He opened his mouth to argue, but Martha and Alexis saved her from any more protests. Castle's mother owned the room in the quiet way people often forgot she was capable of. She could be larger and louder than life, almost certainly where Castle got it from, but she also had a depth to her, something that she tapped into in her more legitimate dramatic roles. Beckett had always felt slightly connected to that and even though the actress remained an acquaintance, the few times they had talked, seriously, she had seen someone worthy of her respect.

Alexis, on the other hand, was quieter than Beckett remembered her. She murmured her greeting and hung back behind her father, one hand curling around his shoulder protectively.

The conversation was short and polite, full of the usual well wishes, until they ran out of small talk. The silence invited the earlier tension back into the room. Castle met her eyes, silently asking a question. Beckett gave him the smallest shake of her head, so small that it didn't even look like a gesture to his family.

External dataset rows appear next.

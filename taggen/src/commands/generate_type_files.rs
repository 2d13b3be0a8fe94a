use std::path::PathBuf;

use clap::Args;
use eyre::Result;

use super::GlobalArgs;
use crate::{
    ops::{self, BatchOptions},
    reports::Report,
};

#[derive(Args)]
pub struct GenerateTypeFilesCommand {
    /// Directory holding the .type.js definitions
    pub input_dir: PathBuf,

    /// Directory to write the generated modules into
    pub output_dir: PathBuf,

    /// Also write the index file into the output directory
    #[arg(long)]
    pub index: bool,

    /// Preview generated code without writing to disk
    #[arg(long)]
    pub dry_run: bool,
}

impl GenerateTypeFilesCommand {
    pub fn run(&self, global: &GlobalArgs) -> Result<()> {
        let config = global.load_config()?;
        let report = ops::generate_type_files(
            &config,
            BatchOptions {
                input_dir: &self.input_dir,
                output_dir: &self.output_dir,
                index: self.index,
                dry_run: self.dry_run,
            },
        )?;
        report.render(&mut global.output());

        if report.has_failures() {
            std::process::exit(1);
        }
        Ok(())
    }
}
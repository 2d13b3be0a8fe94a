//! Module-local helper functions emitted ahead of the type definitions.
//!
//! Generated modules carry no dependencies, so each one declares the
//! validators it calls. Only the helpers a type needs are emitted.

use taggen_codegen::{Check, CodeFragment, Renderable, TypeAnalysis};

#[derive(Debug, Clone, Copy, PartialEq, Eq, PartialOrd, Ord, Hash)]
pub enum Helper {
    ToString,
    Fail,
    ArgumentCount,
    String,
    Number,
    Boolean,
    Object,
    Regex,
    Tag,
    Array,
    Hydrate,
}

impl Helper {
    /// Name the helper is declared under.
    pub fn name(self) -> &'static str {
        match self {
            Helper::ToString => "_toString",
            Helper::Fail => "_fail",
            Helper::ArgumentCount => "validateArgumentCount",
            Helper::String => "validateString",
            Helper::Number => "validateNumber",
            Helper::Boolean => "validateBoolean",
            Helper::Object => "validateObject",
            Helper::Regex => "validateRegex",
            Helper::Tag => "validateTag",
            Helper::Array => "validateArray",
            Helper::Hydrate => "_hydrate",
        }
    }

    /// The validator a field check calls.
    pub fn for_check(check: Check) -> Self {
        match check {
            Check::String => Helper::String,
            Check::Number => Helper::Number,
            Check::Boolean => Helper::Boolean,
            Check::Object => Helper::Object,
            Check::Pattern => Helper::Regex,
            Check::Tag => Helper::Tag,
            Check::Array => Helper::Array,
        }
    }

    fn source(self) -> &'static str {
        match self {
            Helper::ToString => TO_STRING,
            Helper::Fail => FAIL,
            Helper::ArgumentCount => ARGUMENT_COUNT,
            Helper::String => VALIDATE_STRING,
            Helper::Number => VALIDATE_NUMBER,
            Helper::Boolean => VALIDATE_BOOLEAN,
            Helper::Object => VALIDATE_OBJECT,
            Helper::Regex => VALIDATE_REGEX,
            Helper::Tag => VALIDATE_TAG,
            Helper::Array => VALIDATE_ARRAY,
            Helper::Hydrate => HYDRATE,
        }
    }
}

impl Renderable for Helper {
    /// Helper sources are written with four-space indentation; each level
    /// becomes one builder indent so the configured indent applies.
    fn to_fragments(&self) -> Vec<CodeFragment> {
        self.source()
            .lines()
            .map(|line| {
                let text = line.trim_start_matches(' ');
                let depth = (line.len() - text.len()) / 4;
                (0..depth).fold(CodeFragment::line(text), |fragment, _| {
                    CodeFragment::indent(vec![fragment])
                })
            })
            .collect()
    }
}

/// The helpers a type's module declares, in declaration order.
pub fn helpers_for(analysis: &TypeAnalysis) -> Vec<Helper> {
    let mut helpers = Vec::new();
    let renders_fields = analysis.is_sum || analysis.constructors.iter().any(|c| !c.is_unit());
    if renders_fields {
        helpers.push(Helper::ToString);
    }
    if !analysis.checks.is_empty() {
        helpers.push(Helper::Fail);
    }
    if analysis.checks_arity() {
        helpers.push(Helper::ArgumentCount);
    }
    helpers.extend(analysis.checks.iter().map(|check| Helper::for_check(*check)));
    if analysis.hydrates {
        helpers.push(Helper::Hydrate);
    }
    helpers
}

const TO_STRING: &str = r#"const _toString = value => {
    if (value === undefined) return 'undefined'
    if (value === null) return 'null'
    if (typeof value === 'string') return JSON.stringify(value)
    if (Array.isArray(value)) return `[${value.map(_toString).join(', ')}]`
    if (typeof value === 'object') {
        if (typeof value.toString === 'function' && value.toString !== Object.prototype.toString) return value.toString()
        return `{${Object.entries(value).map(([k, v]) => `${k}: ${_toString(v)}`).join(', ')}}`
    }
    return String(value)
}"#;

const FAIL: &str = r#"const _fail = (constructorName, field, expected, value) => {
    throw new TypeError(`In constructor ${constructorName}: expected ${field} to ${expected}; found ${_toString(value)}`)
}"#;

const ARGUMENT_COUNT: &str = r#"const validateArgumentCount = (constructorName, expected, args) => {
    if (args.length !== expected) {
        throw new TypeError(`In constructor ${constructorName}: expected ${expected} arguments, found ${args.length}`)
    }
}"#;

const VALIDATE_STRING: &str = r#"const validateString = (constructorName, field, optional, value) => {
    if (optional && value == null) return
    if (typeof value !== 'string') _fail(constructorName, field, 'have type String', value)
}"#;

const VALIDATE_NUMBER: &str = r#"const validateNumber = (constructorName, field, optional, value) => {
    if (optional && value == null) return
    if (typeof value !== 'number') _fail(constructorName, field, 'have type Number', value)
}"#;

const VALIDATE_BOOLEAN: &str = r#"const validateBoolean = (constructorName, field, optional, value) => {
    if (optional && value == null) return
    if (typeof value !== 'boolean') _fail(constructorName, field, 'have type Boolean', value)
}"#;

const VALIDATE_OBJECT: &str = r#"const validateObject = (constructorName, field, optional, value) => {
    if (optional && value == null) return
    if (typeof value !== 'object' || value === null) _fail(constructorName, field, 'have type Object', value)
}"#;

const VALIDATE_REGEX: &str = r#"const validateRegex = (constructorName, field, optional, regex, value) => {
    if (optional && value == null) return
    if (typeof value !== 'string' || value.match(regex) === null) _fail(constructorName, field, `match ${regex}`, value)
}"#;

const VALIDATE_TAG: &str = r#"const validateTag = (constructorName, field, optional, Type, value) => {
    if (optional && value == null) return
    if (!Type.is(value)) _fail(constructorName, field, `have type ${Type}`, value)
}"#;

const VALIDATE_ARRAY: &str = r#"const validateArray = (constructorName, field, optional, depth, leaf, value) => {
    if (optional && value == null) return
    const matchesLeaf = v => {
        if (leaf === 'String') return typeof v === 'string'
        if (leaf === 'Number') return typeof v === 'number'
        if (leaf === 'Boolean') return typeof v === 'boolean'
        if (leaf === 'Object') return typeof v === 'object' && v !== null
        if (leaf === 'Any') return true
        return leaf.is(v)
    }
    const matches = (v, d) => (d === 0 ? matchesLeaf(v) : Array.isArray(v) && v.every(item => matches(item, d - 1)))
    if (!matches(value, depth)) {
        _fail(constructorName, field, `have type ${'['.repeat(depth)}${leaf}${']'.repeat(depth)}`, value)
    }
}"#;

const HYDRATE: &str = r#"const _hydrate = (Type, depth, value) => {
    if (value == null || typeof value !== 'object') return value
    if (depth > 0) return Array.isArray(value) ? value.map(v => _hydrate(Type, depth - 1, v)) : value
    return Type.is(value) ? value : Type.from(value)
}"#;
//! Lint for helper functions that replace generated statics.

use taggen_schema::{FunctionInfo, TypeDefinition};

use super::super::Lint;
use crate::pipeline::Diagnostic;

/// Statics of a generated tagged constructor. `name` and `length` are
/// read-only on functions, so assigning them throws in module code.
const TAGGED_STATICS: &[&str] = &[
    "prototype",
    "toString",
    "is",
    "from",
    "_from",
    "name",
    "length",
];

/// Statics of a generated sum type object.
const SUM_STATICS: &[&str] = &[
    "prototype",
    "toString",
    "is",
    "from",
    "_toFirestore",
    "_fromFirestore",
];

/// Warns when a helper attached in the definition file replaces something
/// the generator emits, such as `Coord.from` or a variant constructor.
pub struct FunctionOverrideLint;

impl Lint for FunctionOverrideLint {
    fn name(&self) -> &'static str {
        "function-override"
    }

    fn check(
        &self,
        definition: &TypeDefinition,
        functions: &[FunctionInfo],
        diagnostics: &mut Vec<Diagnostic>,
    ) {
        for function in functions {
            let name = function.function_name.as_str();
            let replaces = match definition {
                TypeDefinition::Tagged { .. } => {
                    TAGGED_STATICS.contains(&name).then_some("generated static")
                }
                TypeDefinition::TaggedSum { variants, .. } => {
                    if variants.contains_key(name) {
                        Some("variant constructor")
                    } else {
                        SUM_STATICS.contains(&name).then_some("generated static")
                    }
                }
            };

            if let Some(what) = replaces {
                diagnostics.push(
                    Diagnostic::warning(
                        "validate",
                        format!(
                            "{}.{} replaces the {} of the same name",
                            function.type_name, name, what
                        ),
                    )
                    .at(format!("{}.{}", function.type_name, name)),
                );
            }
        }
    }
}

#[cfg(test)]
mod tests {
    use taggen_core::ImportConfig;
    use taggen_schema::parse_str;

    use super::*;

    fn lint(src: &str) -> Vec<Diagnostic> {
        let parsed = parse_str(src, &ImportConfig::default()).unwrap();
        let definition = parsed.validate().unwrap();
        let mut diagnostics = Vec::new();
        FunctionOverrideLint.check(&definition, &parsed.functions, &mut diagnostics);
        diagnostics
    }

    #[test]
    fn test_tagged_from_override() {
        let diagnostics = lint(
            "export const Coord = { kind: 'tagged', fields: { x: 'Number' } }\n\
             Coord.from = o => Coord(o.x)\n\
             Coord.double = c => Coord(c.x * 2)\n",
        );

        assert_eq!(diagnostics.len(), 1);
        assert_eq!(
            diagnostics[0].message,
            "Coord.from replaces the generated static of the same name"
        );
    }

    #[test]
    fn test_function_named_after_variant() {
        let diagnostics = lint(
            "export const Shape = { kind: 'taggedSum', variants: { Square: { side: 'Number' } } }\n\
             Shape.Square = side => side\n",
        );

        assert_eq!(diagnostics.len(), 1);
        assert!(diagnostics[0].message.contains("variant constructor"));
        assert_eq!(diagnostics[0].location.as_deref(), Some("Shape.Square"));
    }

    #[test]
    fn test_name_is_read_only_on_constructors() {
        let diagnostics = lint(
            "export const Coord = { kind: 'tagged', fields: {} }\nCoord.name = () => 'coord'\n",
        );
        assert_eq!(diagnostics.len(), 1);
    }
}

He sighed in response.

"Richard, why don't you walk Alexis to school?" Martha made the suggestion amiably, but the persuasion in her tone was hard to argue with. "I'll wait until you get back. You should at least stop by the loft and change darling." She adopted the seat opposite her son.

He nodded once and Alexis just sighed. "I'm glad you're okay Detective Beckett," she said civilly but her smile was the first genuine one since they'd arrived.

Beckett made a note to ask Castle how his daughter was coping. It was one thing to witness a shooting at twenty after several months of training, having already imagined it a hundred times. It was entirely another to be sixteen and sheltered to the full extent of the horror and violence the world was capable of. She knew firsthand that the experience could shatter your illusions.

When they were gone, Martha crossed her legs and began rummaging in her purse. "I bought you this." She pulled out a modest collection of books and made room for them on the table beside the bed. "I picked a wide selection, including some of the older ones. Richard mentioned you liked to re-read them."

"Oh Martha." Beckett reached out and let her fingers brush over the worn dust jacket of the first Derek Storm novel. "Thank you."

"Don't mention it. We would've bought flowers but not only the hospital gift shop was open at this hour and they were all starting to droop. There's nothing more intolerably depressing than wilted flowers, especially in a hospital room. Now, tell me, how are you reallyfeeling?"

"I've been better," she admitted. "But it's not too bad. Josh says it'll get worse before it gets better, when the anaesthesia wears off completely. But it's better than the alternative."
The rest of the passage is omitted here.